[Collected data]
[Start of section]
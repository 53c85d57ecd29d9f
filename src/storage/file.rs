// File-backed key-value store
// All keys live in one JSON object file, written atomically (temp file + rename)

use super::{KeyValueStore, StorageError};
use parking_lot::Mutex;
use std::collections::BTreeMap;
use std::fs::{self, File};
use std::io::Write;
use std::path::{Path, PathBuf};

/// Key-value store persisted to a single JSON file
#[derive(Debug)]
pub struct FileStore {
    /// Last successfully written (or loaded) contents
    values: Mutex<BTreeMap<String, String>>,
    /// Path to persistence file
    path: PathBuf,
}

impl FileStore {
    /// Open the store at `path`.
    ///
    /// A missing file is an empty store. A file that cannot be read or does
    /// not hold a JSON object of strings fails with `Corrupt` so the caller
    /// can decide how to degrade.
    pub fn open(path: PathBuf) -> Result<Self, StorageError> {
        crate::debug!("Opening storage file {:?}", path);

        let values = if path.exists() {
            let content = fs::read_to_string(&path)
                .map_err(|e| StorageError::Corrupt(format!("Failed to read {:?}: {}", path, e)))?;
            if content.trim().is_empty() {
                BTreeMap::new()
            } else {
                serde_json::from_str::<BTreeMap<String, String>>(&content)
                    .map_err(|e| StorageError::Corrupt(e.to_string()))?
            }
        } else {
            crate::debug!("No storage file found, starting with empty store");
            BTreeMap::new()
        };

        crate::info!("Loaded {} storage keys from {:?}", values.len(), path);
        Ok(Self {
            values: Mutex::new(values),
            path,
        })
    }

    /// Path of the backing file
    pub fn path(&self) -> &Path {
        &self.path
    }

    /// Persist `values` using atomic temp file + rename
    fn write(&self, values: &BTreeMap<String, String>) -> Result<(), StorageError> {
        if let Some(parent) = self.path.parent() {
            fs::create_dir_all(parent).map_err(|e| StorageError::Unavailable(e.to_string()))?;
        }

        let content = serde_json::to_string_pretty(values)
            .map_err(|e| StorageError::Unavailable(e.to_string()))?;

        let temp_path = self.path.with_extension("tmp");
        {
            let mut file = File::create(&temp_path).map_err(|e| {
                StorageError::Unavailable(format!("Failed to create temp file: {}", e))
            })?;
            file.write_all(content.as_bytes())
                .map_err(|e| StorageError::Unavailable(format!("Failed to write: {}", e)))?;
            file.sync_all()
                .map_err(|e| StorageError::Unavailable(format!("Failed to sync: {}", e)))?;
        }

        fs::rename(&temp_path, &self.path).map_err(|e| {
            let _ = fs::remove_file(&temp_path);
            StorageError::Unavailable(format!("Failed to rename: {}", e))
        })
    }

    /// Apply `change` to a copy of the current values, write it, and only then
    /// commit it to the cache.
    fn update<F>(&self, change: F) -> Result<(), StorageError>
    where
        F: FnOnce(&mut BTreeMap<String, String>),
    {
        let mut guard = self.values.lock();
        let mut next = guard.clone();
        change(&mut next);
        self.write(&next)?;
        *guard = next;
        Ok(())
    }
}

impl KeyValueStore for FileStore {
    fn get(&self, key: &str) -> Result<Option<String>, StorageError> {
        Ok(self.values.lock().get(key).cloned())
    }

    fn set(&self, key: &str, value: &str) -> Result<(), StorageError> {
        crate::trace!("Storing {} bytes under '{}'", value.len(), key);
        self.update(|values| {
            values.insert(key.to_string(), value.to_string());
        })
    }

    fn remove(&self, key: &str) -> Result<(), StorageError> {
        self.update(|values| {
            values.remove(key);
        })
    }
}

#[cfg(test)]
#[path = "file_test.rs"]
mod tests;
// Snippet templates - storage, placeholder parsing, completion and expansion

mod completion;
mod defaults;
mod expander;
mod placeholder;
mod store;
mod template;

pub use completion::{completion_candidates, Completion, CompletionCandidate};
pub use defaults::default_templates;
pub use expander::{expand, Expansion};
pub use placeholder::{parse_fields, Field, FieldSnippet, PlaceholderError};
pub use store::{SnippetError, SnippetStore};
pub use template::{Template, TemplateDraft};
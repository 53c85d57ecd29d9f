// In-memory document buffer implementing EditorSurface
// Tracks the main selection and an optional placeholder field session

use super::{EditorError, EditorSurface, Selection};
use crate::snippets::FieldSnippet;
use std::ops::Range;

/// Active tab-stop session after a snippet insertion
#[derive(Debug, Clone, PartialEq, Eq)]
struct FieldSession {
    /// Ranges of each field, in tab order
    fields: Vec<Vec<Range<usize>>>,
    /// Index into `fields` of the selected field
    active: usize,
}

/// Plain-text document with a single selection
#[derive(Debug, Clone, Default)]
pub struct TextBuffer {
    text: String,
    selection: Selection,
    session: Option<FieldSession>,
}

/// Map a position through the replacement of `from..to` by `inserted` bytes.
/// Positions inside the replaced range land at its new end.
fn map_pos(pos: usize, from: usize, to: usize, inserted: usize) -> usize {
    if pos < from {
        pos
    } else if pos >= to && (pos > from || from == to) {
        pos - (to - from) + inserted
    } else {
        from + inserted
    }
}

impl TextBuffer {
    pub fn new() -> Self {
        Self::default()
    }

    /// Buffer holding `text` with the caret at the start
    pub fn with_text(text: impl Into<String>) -> Self {
        Self {
            text: text.into(),
            ..Self::default()
        }
    }

    /// Replace the whole document, caret at the end
    pub fn set_text(&mut self, text: impl Into<String>) {
        self.text = text.into();
        self.selection = Selection::cursor(self.text.len());
        self.session = None;
    }

    pub fn char_count(&self) -> usize {
        self.text.chars().count()
    }

    pub fn is_empty(&self) -> bool {
        self.text.is_empty()
    }

    /// 1-based line number of the caret
    pub fn line_at_caret(&self) -> usize {
        self.text[..self.selection.head].matches('\n').count() + 1
    }

    /// Index (in tab order) of the selected field, if a session is active
    pub fn active_field(&self) -> Option<usize> {
        self.session.as_ref().map(|s| s.active)
    }

    pub fn has_field_session(&self) -> bool {
        self.session.is_some()
    }

    /// Move to the next field. Moving past the last field ends the session.
    ///
    /// Returns false when no session was active.
    pub fn next_field(&mut self) -> bool {
        let Some(session) = self.session.as_mut() else {
            return false;
        };
        if session.active + 1 >= session.fields.len() {
            let end = session.fields[session.active]
                .first()
                .map(|r| r.end)
                .unwrap_or(self.selection.head);
            self.session = None;
            self.selection = Selection::cursor(end);
            return true;
        }
        session.active += 1;
        self.select_active_field();
        true
    }

    /// Move to the previous field. Returns false at the first field or without a session.
    pub fn prev_field(&mut self) -> bool {
        match self.session.as_mut() {
            Some(session) if session.active > 0 => {
                session.active -= 1;
                self.select_active_field();
                true
            }
            _ => false,
        }
    }

    fn select_active_field(&mut self) {
        if let Some(range) = self
            .session
            .as_ref()
            .and_then(|s| s.fields.get(s.active))
            .and_then(|ranges| ranges.first())
        {
            self.selection = Selection::range(range.start, range.end);
        }
    }

    fn check_pos(&self, pos: usize) -> Result<(), EditorError> {
        if pos > self.text.len() {
            return Err(EditorError::OutOfBounds {
                from: pos,
                to: pos,
                len: self.text.len(),
            });
        }
        if !self.text.is_char_boundary(pos) {
            return Err(EditorError::NotCharBoundary(pos));
        }
        Ok(())
    }

    fn check_range(&self, from: usize, to: usize) -> Result<(), EditorError> {
        if from > to || to > self.text.len() {
            return Err(EditorError::OutOfBounds {
                from,
                to,
                len: self.text.len(),
            });
        }
        self.check_pos(from)?;
        self.check_pos(to)
    }

    /// Map field ranges through an edit. An edit that straddles a field
    /// boundary ends the session.
    fn map_session(&mut self, from: usize, to: usize, inserted: usize) {
        let mut straddled = false;
        if let Some(session) = self.session.as_mut() {
            'fields: for ranges in session.fields.iter_mut() {
                for range in ranges.iter_mut() {
                    if from >= range.start && to <= range.end {
                        range.end = range.end - (to - from) + inserted;
                    } else if to <= range.start {
                        range.start = range.start - (to - from) + inserted;
                        range.end = range.end - (to - from) + inserted;
                    } else if from < range.end {
                        straddled = true;
                        break 'fields;
                    }
                }
            }
        }
        if straddled {
            self.session = None;
        }
    }
}

impl EditorSurface for TextBuffer {
    fn text(&self) -> &str {
        &self.text
    }

    fn selection(&self) -> Selection {
        self.selection
    }

    fn set_selection(&mut self, selection: Selection) -> Result<(), EditorError> {
        self.check_pos(selection.anchor)?;
        self.check_pos(selection.head)?;
        self.selection = selection;
        Ok(())
    }

    fn replace_range(&mut self, from: usize, to: usize, insert: &str) -> Result<(), EditorError> {
        self.check_range(from, to)?;
        self.text.replace_range(from..to, insert);
        let inserted = insert.len();
        self.selection = Selection::range(
            map_pos(self.selection.anchor, from, to, inserted),
            map_pos(self.selection.head, from, to, inserted),
        );
        self.map_session(from, to, inserted);
        Ok(())
    }

    fn begin_field_session(&mut self, at: usize, snippet: &FieldSnippet) -> Result<(), EditorError> {
        self.check_pos(at)?;
        if snippet.fields.iter().any(|f| f.ranges.is_empty()) {
            return Err(EditorError::FieldSessionRejected(
                "field without a range".to_string(),
            ));
        }

        self.text.insert_str(at, &snippet.text);
        let fields: Vec<Vec<Range<usize>>> = snippet
            .fields
            .iter()
            .map(|f| {
                f.ranges
                    .iter()
                    .map(|r| (r.start + at)..(r.end + at))
                    .collect()
            })
            .collect();

        if fields.is_empty() {
            self.session = None;
            self.selection = Selection::cursor(at + snippet.text.len());
        } else {
            self.session = Some(FieldSession { fields, active: 0 });
            self.select_active_field();
        }
        Ok(())
    }
}

#[cfg(test)]
#[path = "buffer_test.rs"]
mod tests;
[End of section]
= WHAT TO DO =
How many lines in the entries above hold the string "without"? Answer with the number and nothing more.

= TASK ANSWER =
2